Princeton Park Homes, the place where Brooks’ life would change, was Chicago’s first large-scale federally-funded, privately run housing project. It was located just west of the Dan Ryan, and consisted of some 900 two-story brick apartments that sit between 91st and 95th streets. The development rests on 80 acres of land once owned by George Pullman, the white industrialist who made his fortune building railroad passenger trains known as sleeping cars.
How Princeton Park Homes began is a story in itself.
In 1941, housing conditions for Blacks were at a critical level. World War II sparked the creation of several war plants near Princeton Park Homes. Black war workers were employed in several of them, including the Carnegie-Illinois Steel Company, Wisconsin Steel Company and the pressed Steel Car Company, which was owned by the Pullman Company. The second wave of the Great Migration, beginning in 1941, poured thousands more Blacks into the South Side, and housing became a serious problem.
To ease tensions and the crowded conditions that year, Chicago Mayor Edward J. Kelley, and vice-chairman of the Chicago Housing Authority Robert R. Taylor announced the creation of Princeton Park Homes, a $4.5 million privately-owned housing project that would be the largest of its kind in the country. The Chicago Urban League said the development was badly needed on the South Side, where there were cases of 10 people living in three rooms and five in one room,” according to a story in the Chicago Tribune.
With the housing crisis growing, the project was supposed to get off the ground right away, but several events delayed its construction.

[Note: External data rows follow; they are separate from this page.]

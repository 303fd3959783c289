use async_trait::async_trait;

use courier_domain::{Channel, Result};

/// Per-channel send rate limiter.
#[async_trait]
pub trait RateLimiter: Send + Sync {
    /// Returns `true` when the channel is under its limit for the current
    /// window. The atomic increment is the linearization point; callers
    /// need no locking.
    async fn allow(&self, channel: Channel) -> Result<bool>;
}
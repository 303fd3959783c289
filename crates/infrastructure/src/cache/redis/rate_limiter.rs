use async_trait::async_trait;
use chrono::Utc;
use redis::aio::ConnectionManager;

use courier_application::ports::RateLimiter;
use courier_domain::{Channel, DomainError, Result};

const MAX_PER_SECOND: i64 = 100;
const KEY_PREFIX: &str = "ratelimit:channel:";
/// Window keys outlive their second by one more so late readers still see
/// them; Redis reclaims them right after.
const WINDOW_TTL_SECONDS: i64 = 2;

/// Fixed-window per-channel rate limiter (max 100/s).
///
/// Keyed by `ratelimit:channel:<channel>:<unix_second>`; the atomic INCR is
/// the linearization point, so concurrent workers need no coordination.
#[derive(Clone)]
pub struct RedisRateLimiter {
    conn: ConnectionManager,
}

impl RedisRateLimiter {
    pub fn new(conn: ConnectionManager) -> Self {
        Self { conn }
    }
}

#[async_trait]
impl RateLimiter for RedisRateLimiter {
    async fn allow(&self, channel: Channel) -> Result<bool> {
        let window_key = format!("{KEY_PREFIX}{}:{}", channel, Utc::now().timestamp());
        let mut conn = self.conn.clone();

        let (count,): (i64,) = redis::pipe()
            .atomic()
            .cmd("INCR")
            .arg(&window_key)
            .cmd("EXPIRE")
            .arg(&window_key)
            .arg(WINDOW_TTL_SECONDS)
            .ignore()
            .query_async(&mut conn)
            .await
            .map_err(|e| DomainError::infrastructure(format!("redis rate limit: {e}")))?;

        Ok(count <= MAX_PER_SECOND)
    }
}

Though the area was predominately Black 11,000 whites who lived three-quarters of a mile from the area, signed a petition to stop the construction and relocate Princeton Park elsewhere. The government agency, the defunct Reconstruction Finance Corporation, decided not to subsidize the development. When Princeton Park’s owner Donald O’Toole, a prominent white banker, learned that a life insurance company would not fund the project, he turned back to the RFC, which reversed its decision. After many delays, Princeton Park finally opened in 1944 with 230 units completed, according to the Chicago Tribune. Twenty-six war worker families moved in, stated the newspaper. The units were rented at $47.50 per month. The remaining 670 units would be built later.
Years later, Brooks would be among the tenants at Princeton Park Homes. It’s not clear exactly when she moved. Her daughter Nora Blakely was born at Provident Hospital one year after Brooks won the Pulitzer. Before moving to Princeton Park Homes, hard times and financial challenges forced Brooks and her husband to move about six times on the South Side, before Brooks used the profits of a sale of a house in Kalamazoo, Michigan to buy the house at 7428 S. Evans in the Greater Grand Crossing neighborhood. According to author George Kent’s 1990 book, A Life of Gwendolyn Brooks she lived in that house from 1953 to 1994. Today, the home is a Chicago landmark.
Two years ago, Princeton Park was renamed Ivy Park Homes after an extensive renovation. During a visit to the development a reporter asked a young man inside the house if he knew about Gwendolyn Brooks, but he did not speak English. An employee in the leasing office at Ivy Park Homes didn’t know that Gwendolyn Brooks once lived in the development.
“Wow, I didn’t not know that,” she said.